When I think about immigration, I can picture Alex in Honduras, whom we urged not to go north, but who was desperate to provide better and expensive medicine for his ailing mother.  Or the traumatized couple from Western Africa, whose children remain in a war zone while their cases are “in process.”  Or the two teens whom I tried to mentor one summer while their parents worked long hours in Michigan blueberry fields.

During recent weeks, I was joyful and relieved about good vaccine news.  Yet I surprised myself with my sudden worry about the ethics of vaccine delivery and timely access because I can’t avoid thinking about the families I’ve met in places that don’t have a Walgreens on every corner.           

What about your whats and your whoms?  When you declare your courageous stances on The Moral Issues, with whom do you relate that has actually been in the middle of the issue?  How well do you know them?  Do you know them better than by name or the house they live in?  Have you shared jokes, probed their spirituality, or heard their dreams for life?  Do you really know why they have the life or job or home or family they do?  Have you been a safe enough person for them to tell you?

            All this is to say that relationships matter, and in a polarized nation in which we all want our particular “what,” we won’t be able to get it right until we work better on the whom.  If we live in geographic or ideological neighborhoods composed of people who are mostly like us, it’s difficult to know other, different, people as more than distant objects.  Once people are objectified, it is far easier to reject instead of relate. 

If we do bother to relate to the vulnerable, we should beware the trap of sending alms once in a while.  That may mean we don’t spend enough time to be affected, let alone changed, by the gifts of a relationship that challenges what we already “knew” was true.  No, we need to know people more than we know things.

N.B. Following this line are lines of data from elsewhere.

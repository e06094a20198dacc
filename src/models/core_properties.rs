//! Core document properties record.

use super::table::{FieldSpec, PropertyModel, PropertyTable, Schema};
use crate::schema::{FieldKind, Result};

/// Title, subject, description, tags, category and creator.
///
/// Every field is optional; unset fields read as empty.
#[derive(Debug, Clone)]
pub struct CoreProperties {
    table: PropertyTable,
}

impl CoreProperties {
    pub const VT_TITLE: u16 = 4;
    pub const VT_SUBJECT: u16 = 6;
    pub const VT_DESCRIPTION: u16 = 8;
    pub const VT_TAGS: u16 = 10;
    pub const VT_CATEGORY: u16 = 12;
    pub const VT_CREATOR: u16 = 14;

    pub fn new() -> Self {
        Self::empty()
    }

    pub fn title(&self) -> Result<String> {
        self.text(Self::VT_TITLE)
    }

    pub fn set_title(&mut self, title: impl Into<String>) -> Result<()> {
        self.set_field(Self::VT_TITLE, title.into())
    }

    pub fn subject(&self) -> Result<String> {
        self.text(Self::VT_SUBJECT)
    }

    pub fn set_subject(&mut self, subject: impl Into<String>) -> Result<()> {
        self.set_field(Self::VT_SUBJECT, subject.into())
    }

    pub fn description(&self) -> Result<String> {
        self.text(Self::VT_DESCRIPTION)
    }

    pub fn set_description(&mut self, description: impl Into<String>) -> Result<()> {
        self.set_field(Self::VT_DESCRIPTION, description.into())
    }

    /// Tags in the order they were set.
    pub fn tags(&self) -> Result<Vec<String>> {
        Ok(self.get_field(Self::VT_TAGS)?.unwrap_or_default())
    }

    pub fn set_tags<I, S>(&mut self, tags: I) -> Result<()>
    where
        I: IntoIterator<Item = S>,
        S: Into<String>,
    {
        let tags: Vec<String> = tags.into_iter().map(Into::into).collect();
        self.set_field(Self::VT_TAGS, tags)
    }

    pub fn category(&self) -> Result<String> {
        self.text(Self::VT_CATEGORY)
    }

    pub fn set_category(&mut self, category: impl Into<String>) -> Result<()> {
        self.set_field(Self::VT_CATEGORY, category.into())
    }

    pub fn creator(&self) -> Result<String> {
        self.text(Self::VT_CREATOR)
    }

    pub fn set_creator(&mut self, creator: impl Into<String>) -> Result<()> {
        self.set_field(Self::VT_CREATOR, creator.into())
    }

    fn text(&self, slot: u16) -> Result<String> {
        Ok(self.get_field(slot)?.unwrap_or_default())
    }
}

impl Default for CoreProperties {
    fn default() -> Self {
        Self::new()
    }
}

impl PropertyModel for CoreProperties {
    const SCHEMA: &'static Schema = &Schema {
        name: "CorePropertiesModel",
        fields: &[
            FieldSpec {
                slot: CoreProperties::VT_TITLE,
                name: "title",
                kind: FieldKind::String,
            },
            FieldSpec {
                slot: CoreProperties::VT_SUBJECT,
                name: "subject",
                kind: FieldKind::String,
            },
            FieldSpec {
                slot: CoreProperties::VT_DESCRIPTION,
                name: "description",
                kind: FieldKind::String,
            },
            FieldSpec {
                slot: CoreProperties::VT_TAGS,
                name: "tags",
                kind: FieldKind::StringList,
            },
            FieldSpec {
                slot: CoreProperties::VT_CATEGORY,
                name: "category",
                kind: FieldKind::String,
            },
            FieldSpec {
                slot: CoreProperties::VT_CREATOR,
                name: "creator",
                kind: FieldKind::String,
            },
        ],
    };

    fn from_table(table: PropertyTable) -> Self {
        Self { table }
    }

    fn table(&self) -> &PropertyTable {
        &self.table
    }

    fn table_mut(&mut self) -> &mut PropertyTable {
        &mut self.table
    }
}

#[cfg(test)]
mod tests {
    use super::*;
    use crate::schema::SchemaError;

    #[test]
    fn test_unset_fields_read_empty() {
        let props = CoreProperties::new();
        assert_eq!(props.title().unwrap(), "");
        assert_eq!(props.creator().unwrap(), "");
        assert!(props.tags().unwrap().is_empty());
    }

    #[test]
    fn test_setters_survive_encoding() {
        let mut props = CoreProperties::new();
        props.set_title("Budget 2026").unwrap();
        props.set_subject("Finance").unwrap();
        props.set_description("Draft numbers").unwrap();
        props.set_tags(["q1", "forecast"]).unwrap();
        props.set_category("Reports").unwrap();
        props.set_creator("Finance Team").unwrap();

        let reopened = CoreProperties::from_bytes(props.to_bytes().unwrap()).unwrap();
        assert_eq!(reopened.title().unwrap(), "Budget 2026");
        assert_eq!(reopened.subject().unwrap(), "Finance");
        assert_eq!(reopened.description().unwrap(), "Draft numbers");
        assert_eq!(reopened.tags().unwrap(), vec!["q1", "forecast"]);
        assert_eq!(reopened.category().unwrap(), "Reports");
        assert_eq!(reopened.creator().unwrap(), "Finance Team");
    }

    #[test]
    fn test_generic_field_access_checks_types() {
        let mut props = CoreProperties::new();
        assert!(matches!(
            props.set_field(CoreProperties::VT_TAGS, "not a list".to_string()),
            Err(SchemaError::TypeMismatch { slot: 10, .. })
        ));
        assert!(matches!(
            props.get_field::<String>(CoreProperties::VT_TAGS),
            Err(SchemaError::TypeMismatch { .. })
        ));
        assert!(matches!(
            props.set_field(16, "no such field".to_string()),
            Err(SchemaError::FieldOutOfRange { slot: 16, .. })
        ));
    }

    #[test]
    fn test_identical_content_encodes_identically() {
        let mut a = CoreProperties::new();
        a.set_creator("x").unwrap();
        a.set_title("y").unwrap();

        let mut b = CoreProperties::new();
        b.set_title("y").unwrap();
        b.set_creator("x").unwrap();

        assert_eq!(a.to_bytes().unwrap(), b.to_bytes().unwrap());
        assert_eq!(a.to_bytes().unwrap(), a.to_bytes().unwrap());
    }
}
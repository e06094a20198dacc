use serde::{Deserialize, Serialize};

use crate::models::ExcelProperties;
use crate::ooxml::opc::PackURI;

/// Stable identity of a sheet within its workbook.
///
/// Unlike the name, it survives renames, and it is never reused.
#[derive(Debug, Clone, Copy, PartialEq, Eq, Hash, PartialOrd, Ord)]
pub struct SheetId(pub(crate) usize);

impl SheetId {
    pub fn index(self) -> usize {
        self.0
    }
}

/// Visibility of a sheet tab.
#[derive(Debug, Clone, Copy, Default, PartialEq, Eq, Hash, Serialize, Deserialize)]
#[serde(rename_all = "camelCase")]
pub enum SheetState {
    #[default]
    Visible,
    /// Hidden, can be unhidden from the application
    Hidden,
    /// Hidden, can only be unhidden programmatically
    VeryHidden,
}

impl SheetState {
    pub fn from_xml(value: &str) -> Option<Self> {
        match value {
            "visible" => Some(SheetState::Visible),
            "hidden" => Some(SheetState::Hidden),
            "veryHidden" => Some(SheetState::VeryHidden),
            _ => None,
        }
    }

    pub fn as_xml(self) -> &'static str {
        match self {
            SheetState::Visible => "visible",
            SheetState::Hidden => "hidden",
            SheetState::VeryHidden => "veryHidden",
        }
    }

    pub fn is_visible(self) -> bool {
        self == SheetState::Visible
    }
}

/// Where a sheet read from a package came from.
#[derive(Debug, Clone, PartialEq, Eq)]
pub(crate) struct SheetSource {
    /// Name the package knows the sheet by
    pub name: String,
    pub sheet_id: u32,
    pub r_id: String,
    pub partname: PackURI,
}

/// One sheet of a workbook.
///
/// Obtained from the workbook; its name and visibility change only through
/// the workbook so the registry invariants hold.
#[derive(Debug, Clone)]
pub struct Sheet {
    id: SheetId,
    name: String,
    state: SheetState,
    properties: Option<ExcelProperties>,
    source: Option<SheetSource>,
}

impl Sheet {
    pub(crate) fn new(id: SheetId, name: String) -> Self {
        Self {
            id,
            name,
            state: SheetState::Visible,
            properties: None,
            source: None,
        }
    }

    pub(crate) fn loaded(
        id: SheetId,
        name: String,
        state: SheetState,
        properties: Option<ExcelProperties>,
        source: SheetSource,
    ) -> Self {
        Self {
            id,
            name,
            state,
            properties,
            source: Some(source),
        }
    }

    pub fn id(&self) -> SheetId {
        self.id
    }

    pub fn name(&self) -> &str {
        &self.name
    }

    pub fn state(&self) -> SheetState {
        self.state
    }

    pub fn is_visible(&self) -> bool {
        self.state.is_visible()
    }

    /// The sheet's own properties, if it overrides the workbook's.
    pub fn properties(&self) -> Option<&ExcelProperties> {
        self.properties.as_ref()
    }

    /// The sheet's own properties, creating an empty override if needed.
    pub fn properties_mut(&mut self) -> &mut ExcelProperties {
        self.properties.get_or_insert_with(ExcelProperties::new)
    }

    /// Drop the override so the workbook's properties apply again.
    pub fn clear_properties(&mut self) -> Option<ExcelProperties> {
        self.properties.take()
    }

    /// Properties in effect: the override, else `workbook`.
    pub fn properties_or<'a>(&'a self, workbook: &'a ExcelProperties) -> &'a ExcelProperties {
        self.properties.as_ref().unwrap_or(workbook)
    }

    /// Whether the sheet was read from a package rather than added since.
    pub fn is_saved(&self) -> bool {
        self.source.is_some()
    }

    pub(crate) fn set_name(&mut self, name: String) {
        self.name = name;
    }

    pub(crate) fn set_state(&mut self, state: SheetState) {
        self.state = state;
    }

    pub(crate) fn source(&self) -> Option<&SheetSource> {
        self.source.as_ref()
    }
}

#[cfg(test)]
mod tests {
    use super::*;

    #[test]
    fn test_state_xml_names() {
        for state in [SheetState::Visible, SheetState::Hidden, SheetState::VeryHidden] {
            assert_eq!(SheetState::from_xml(state.as_xml()), Some(state));
        }
        assert_eq!(SheetState::from_xml("Hidden"), None);
    }

    #[test]
    fn test_properties_override() {
        let mut workbook = ExcelProperties::new();
        workbook.set_editable(false).unwrap();
        let mut sheet = Sheet::new(SheetId(0), "Data".to_string());

        assert!(!sheet.properties_or(&workbook).is_editable().unwrap());
        sheet.properties_mut().set_in_memory(true).unwrap();
        // The override is a whole record: unset fields take record defaults.
        assert!(sheet.properties_or(&workbook).is_editable().unwrap());
        assert!(sheet.properties_or(&workbook).is_in_memory().unwrap());

        assert!(sheet.clear_properties().is_some());
        assert!(sheet.properties().is_none());
    }
}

Thus, the tragedy of “Fiddler on the Roof” isn’t called “A Roof With A Fiddler On It.”  And, since the beggar in “Fiddler on the Roof” is named Nachum, which means “comfort,” maybe I had the line right after all.

The poor you’ll always have with you, Jesus said.  Maybe because we get hung up on the alms.


[1] Do NOT cite this blog in your future scientific articles purporting to confirm Grand-Unified Theories of particle physics, let alone the 10^31-year proton half-life.  Governments and the scientific establishment will not like that they spent billions of kopeks to learn what my closet already knew.